Start of Data section
use std::io::{self, Stdout};
use std::sync::Arc;
use std::time::{Duration, Instant};

use anyhow::{Context, Result};
use crossterm::event::{self, Event, KeyEventKind};
use crossterm::execute;
use crossterm::terminal::{
    disable_raw_mode, enable_raw_mode, EnterAlternateScreen, LeaveAlternateScreen,
};
use ratatui::backend::CrosstermBackend;
use ratatui::Terminal;

use crate::config::AppConfig;
use crate::core::{Session, SqliteStore, SystemClock};

mod app;
mod buffer;
mod constants;
mod helpers;

use app::App;
use constants::TICK_RATE;

type Backend = CrosstermBackend<Stdout>;

pub fn run(config: AppConfig) -> Result<()> {
    let first_run = !config.db_path().exists();

    // Open the store before touching the terminal so errors print normally.
    let backend = SqliteStore::initialize(&config)
        .with_context(|| format!("failed to open {}", config.db_path().display()))?;
    let session = Session::persistent(backend, Arc::new(SystemClock));
    tracing::info!(data_dir = %config.data_dir().display(), first_run, "starting terminal UI");

    let mut stdout = io::stdout();
    enable_raw_mode().context("failed to enable raw mode")?;
    execute!(stdout, EnterAlternateScreen).context("failed to enter alternate screen")?;

    let backend = CrosstermBackend::new(stdout);
    let mut terminal = Terminal::new(backend).context("failed to initialize terminal")?;
    terminal.hide_cursor().context("failed to hide cursor")?;

    let mut app = App::new(config, session, first_run);
    if first_run {
        app.announce_first_run();
    }
    let result = run_app(&mut terminal, &mut app);

    disable_raw_mode().context("failed to disable raw mode")?;
    execute!(terminal.backend_mut(), LeaveAlternateScreen)
        .context("failed to leave alternate screen")?;
    terminal.show_cursor().context("failed to show cursor")?;

    if let Err(err) = &result {
        tracing::error!(error = %err, "terminal UI exited with an error");
    }
    result
}

fn run_app(terminal: &mut Terminal<Backend>, app: &mut App) -> Result<()> {
    let mut last_tick = Instant::now();
    loop {
        terminal.draw(|f| app.draw(f))?;
        if app.should_quit() {
            break;
        }

        let timeout = TICK_RATE
            .checked_sub(last_tick.elapsed())
            .unwrap_or_else(|| Duration::from_secs(0));

        if event::poll(timeout)? {
            if let Event::Key(key) = event::read()? {
                if key.kind == KeyEventKind::Press {
                    app.on_key(key);
                }
            }
        }

        if last_tick.elapsed() >= TICK_RATE {
            app.on_tick();
            last_tick = Instant::now();
        }
    }

    Ok(())
}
End of Data section
■ Directions:
Consider the entries above and return each line with the string "display".

■ Problem solution:
        .with_context(|| format!("failed to open {}", config.db_path().display()))?;
    tracing::info!(data_dir = %config.data_dir().display(), first_run, "starting terminal UI");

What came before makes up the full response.